(EXCERPTED RECORDS begins)
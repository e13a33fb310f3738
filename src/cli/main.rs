use std::path::PathBuf;

use clap::Parser;

use crate::Commands;

/// Main CLI application arguments and command structure
#[derive(Parser)]
#[clap(version, about = "Command-line client for the Churchen idea API")]
pub struct Cli {
    /// Path to the configuration file
    #[clap(short = 'c', long, value_parser)]
    pub config: Option<PathBuf>,

    /// Override the API base URL for this invocation
    #[clap(long, value_parser)]
    pub api_base: Option<String>,

    /// Verbose output mode
    #[clap(short, long)]
    pub verbose: bool,

    /// Subcommands for the churchen client
    #[clap(subcommand)]
    pub command: Commands,
}
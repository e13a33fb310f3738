//! HTTP client for the Churchen API.
//!
//! Thin wrapper over GET/POST against a configured base URL. Response bodies
//! are parsed as JSON when the content-type header says so, otherwise kept
//! as plain text; `ok` mirrors the HTTP status range. Transport failures
//! surface as errors to the caller. No retries, no timeout, no backoff: any
//! network failure immediately fails the in-flight command.

use log::{debug, warn};
use percent_encoding::{utf8_percent_encode, AsciiSet, NON_ALPHANUMERIC};
use serde_json::Value;

use crate::{ChurnError, Result};

/// Submission endpoint (the `/api/` variant is canonical; some deployments
/// also answered on `/churchen`)
pub const CHURN_PATH: &str = "/api/churchen";
pub const PUBLISH_PATH: &str = "/api/publish";
pub const FEED_PATH: &str = "/api/feed";
pub const HEALTH_PATH: &str = "/health";
/// Ingest path on the separate drafts host
pub const DRAFTS_PATH: &str = "/api/drafts";

/// Known public-idea path templates, probed in order by the open flow
const PUBLIC_IDEA_TEMPLATES: [&str; 3] = ["/public/idea/", "/api/idea/", "/idea/"];

// encodeURIComponent leaves these unescaped.
const PATH_SEGMENT: &AsciiSet = &NON_ALPHANUMERIC
    .remove(b'-')
    .remove(b'_')
    .remove(b'.')
    .remove(b'~');

/// Candidate paths for the public JSON record of `id`, in probe order.
pub fn public_idea_paths(id: &str) -> Vec<String> {
    let encoded = utf8_percent_encode(id, PATH_SEGMENT).to_string();
    PUBLIC_IDEA_TEMPLATES
        .iter()
        .map(|template| format!("{}{}", template, encoded))
        .collect()
}

/// A response body, parsed according to its content type
#[derive(Debug, Clone)]
pub enum Payload {
    Json(Value),
    Text(String),
}

/// A normalized HTTP response
#[derive(Debug, Clone)]
pub struct ApiResponse {
    /// Whether the HTTP status was in the success range
    pub ok: bool,
    pub status: u16,
    pub data: Payload,
}

impl ApiResponse {
    /// The JSON payload, or an unrecognized-shape error for text bodies.
    pub fn json(&self) -> Result<&Value> {
        match &self.data {
            Payload::Json(v) => Ok(v),
            Payload::Text(t) => Err(ChurnError::UnrecognizedResponse {
                message: format!("expected JSON, got text: {}", crate::abstract_of(t, 80)),
            }),
        }
    }

    /// User-facing message for a failed response: the body's `error` field
    /// when present, otherwise the HTTP status.
    pub fn error_message(&self) -> String {
        if let Payload::Json(v) = &self.data {
            if let Some(msg) = v["error"].as_str() {
                return msg.to_string();
            }
        }
        format!("HTTP {}", self.status)
    }
}

fn is_json_content_type(content_type: &str) -> bool {
    content_type.to_lowercase().contains("json")
}

/// Client bound to one API host
pub struct ApiClient {
    base_url: String,
    http: reqwest::Client,
}

impl ApiClient {
    pub fn new(base_url: &str) -> Self {
        ApiClient {
            base_url: base_url.trim_end_matches('/').to_string(),
            http: reqwest::Client::new(),
        }
    }

    pub fn base_url(&self) -> &str {
        &self.base_url
    }

    /// Absolute URL for an API path
    pub fn url(&self, path: &str) -> String {
        format!("{}{}", self.base_url, path)
    }

    pub async fn get(&self, path: &str) -> Result<ApiResponse> {
        debug!("GET {}", self.url(path));
        let response = self.http.get(self.url(path)).send().await?;
        Self::read(response).await
    }

    pub async fn post(&self, path: &str, body: &Value) -> Result<ApiResponse> {
        debug!("POST {}", self.url(path));
        let response = self
            .http
            .post(self.url(path))
            .header("content-type", "application/json")
            .json(body)
            .send()
            .await?;
        Self::read(response).await
    }

    async fn read(response: reqwest::Response) -> Result<ApiResponse> {
        let status = response.status();
        let content_type = response
            .headers()
            .get(reqwest::header::CONTENT_TYPE)
            .and_then(|v| v.to_str().ok())
            .unwrap_or("")
            .to_string();
        let text = response.text().await?;

        let data = if is_json_content_type(&content_type) {
            match serde_json::from_str(&text) {
                Ok(v) => Payload::Json(v),
                Err(e) => {
                    warn!("Response declared JSON but failed to parse: {}", e);
                    Payload::Text(text)
                }
            }
        } else {
            Payload::Text(text)
        };

        Ok(ApiResponse {
            ok: status.is_success(),
            status: status.as_u16(),
            data,
        })
    }
}
//! Command-line client library for the Churchen idea API
//!
//! This library provides functionality for submitting ideas to the Churchen
//! backend, publishing them, browsing the public feed, and keeping the local
//! token ledger and session state.

mod api;
mod cli;
mod config;
mod errors;
mod helper;
mod idea;
mod ledger;
mod live;
mod session;
mod types;

// Re-export key components
pub use api::*;
pub use cli::*;
pub use config::*;
pub use errors::*;
pub use helper::*;
pub use idea::*;
pub use ledger::*;
pub use live::*;
pub use session::*;
pub use types::*;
(EXCERPTED RECORDS ends)
ACTIVITY:
Print each entry above again, exactly as it was given.

SOLVED PROBLEM:
repository e13a33fb310f3738
filename src/cli/main.rs
use std::path::PathBuf;

use clap::Parser;

use crate::Commands;

/// Main CLI application arguments and command structure
#[derive(Parser)]
#[clap(version, about = "Command-line client for the Churchen idea API")]
pub struct Cli {
    /// Path to the configuration file
    #[clap(short = 'c', long, value_parser)]
    pub config: Option<PathBuf>,

    /// Override the API base URL for this invocation
    #[clap(long, value_parser)]
    pub api_base: Option<String>,

    /// Verbose output mode
    #[clap(short, long)]
    pub verbose: bool,

    /// Subcommands for the churchen client
    #[clap(subcommand)]
    pub command: Commands,
}
repository e13a33fb310f3738
//! HTTP client for the Churchen API.
//!
//! Thin wrapper over GET/POST against a configured base URL. Response bodies
//! are parsed as JSON when the content-type header says so, otherwise kept
//! as plain text; `ok` mirrors the HTTP status range. Transport failures
//! surface as errors to the caller. No retries, no timeout, no backoff: any
//! network failure immediately fails the in-flight command.

use log::{debug, warn};
use percent_encoding::{utf8_percent_encode, AsciiSet, NON_ALPHANUMERIC};
use serde_json::Value;

use crate::{ChurnError, Result};

/// Submission endpoint (the `/api/` variant is canonical; some deployments
/// also answered on `/churchen`)
pub const CHURN_PATH: &str = "/api/churchen";
pub const PUBLISH_PATH: &str = "/api/publish";
pub const FEED_PATH: &str = "/api/feed";
pub const HEALTH_PATH: &str = "/health";
/// Ingest path on the separate drafts host
pub const DRAFTS_PATH: &str = "/api/drafts";

/// Known public-idea path templates, probed in order by the open flow
const PUBLIC_IDEA_TEMPLATES: [&str; 3] = ["/public/idea/", "/api/idea/", "/idea/"];

// encodeURIComponent leaves these unescaped.
const PATH_SEGMENT: &AsciiSet = &NON_ALPHANUMERIC
    .remove(b'-')
    .remove(b'_')
    .remove(b'.')
    .remove(b'~');

/// Candidate paths for the public JSON record of `id`, in probe order.
pub fn public_idea_paths(id: &str) -> Vec<String> {
    let encoded = utf8_percent_encode(id, PATH_SEGMENT).to_string();
    PUBLIC_IDEA_TEMPLATES
        .iter()
        .map(|template| format!("{}{}", template, encoded))
        .collect()
}

/// A response body, parsed according to its content type
#[derive(Debug, Clone)]
pub enum Payload {
    Json(Value),
    Text(String),
}

/// A normalized HTTP response
#[derive(Debug, Clone)]
pub struct ApiResponse {
    /// Whether the HTTP status was in the success range
    pub ok: bool,
    pub status: u16,
    pub data: Payload,
}

impl ApiResponse {
    /// The JSON payload, or an unrecognized-shape error for text bodies.
    pub fn json(&self) -> Result<&Value> {
        match &self.data {
            Payload::Json(v) => Ok(v),
            Payload::Text(t) => Err(ChurnError::UnrecognizedResponse {
                message: format!("expected JSON, got text: {}", crate::abstract_of(t, 80)),
            }),
        }
    }

    /// User-facing message for a failed response: the body's `error` field
    /// when present, otherwise the HTTP status.
    pub fn error_message(&self) -> String {
        if let Payload::Json(v) = &self.data {
            if let Some(msg) = v["error"].as_str() {
                return msg.to_string();
            }
        }
        format!("HTTP {}", self.status)
    }
}

fn is_json_content_type(content_type: &str) -> bool {
    content_type.to_lowercase().contains("json")
}

/// Client bound to one API host
pub struct ApiClient {
    base_url: String,
    http: reqwest::Client,
}

impl ApiClient {
    pub fn new(base_url: &str) -> Self {
        ApiClient {
            base_url: base_url.trim_end_matches('/').to_string(),
            http: reqwest::Client::new(),
        }
    }

    pub fn base_url(&self) -> &str {
        &self.base_url
    }

    /// Absolute URL for an API path
    pub fn url(&self, path: &str) -> String {
        format!("{}{}", self.base_url, path)
    }

    pub async fn get(&self, path: &str) -> Result<ApiResponse> {
        debug!("GET {}", self.url(path));
        let response = self.http.get(self.url(path)).send().await?;
        Self::read(response).await
    }

    pub async fn post(&self, path: &str, body: &Value) -> Result<ApiResponse> {
        debug!("POST {}", self.url(path));
        let response = self
            .http
            .post(self.url(path))
            .header("content-type", "application/json")
            .json(body)
            .send()
            .await?;
        Self::read(response).await
    }

    async fn read(response: reqwest::Response) -> Result<ApiResponse> {
        let status = response.status();
        let content_type = response
            .headers()
            .get(reqwest::header::CONTENT_TYPE)
            .and_then(|v| v.to_str().ok())
            .unwrap_or("")
            .to_string();
        let text = response.text().await?;

        let data = if is_json_content_type(&content_type) {
            match serde_json::from_str(&text) {
                Ok(v) => Payload::Json(v),
                Err(e) => {
                    warn!("Response declared JSON but failed to parse: {}", e);
                    Payload::Text(text)
                }
            }
        } else {
            Payload::Text(text)
        };

        Ok(ApiResponse {
            ok: status.is_success(),
            status: status.as_u16(),
            data,
        })
    }
}
//! Command-line client library for the Churchen idea API
//!
//! This library provides functionality for submitting ideas to the Churchen
//! backend, publishing them, browsing the public feed, and keeping the local
//! token ledger and session state.

mod api;
mod cli;
mod config;
mod errors;
mod helper;
mod idea;
mod ledger;
mod live;
mod session;
mod types;

// Re-export key components
pub use api::*;
pub use cli::*;
pub use config::*;
pub use errors::*;
pub use helper::*;
pub use idea::*;
pub use ledger::*;
pub use live::*;
pub use session::*;
pub use types::*;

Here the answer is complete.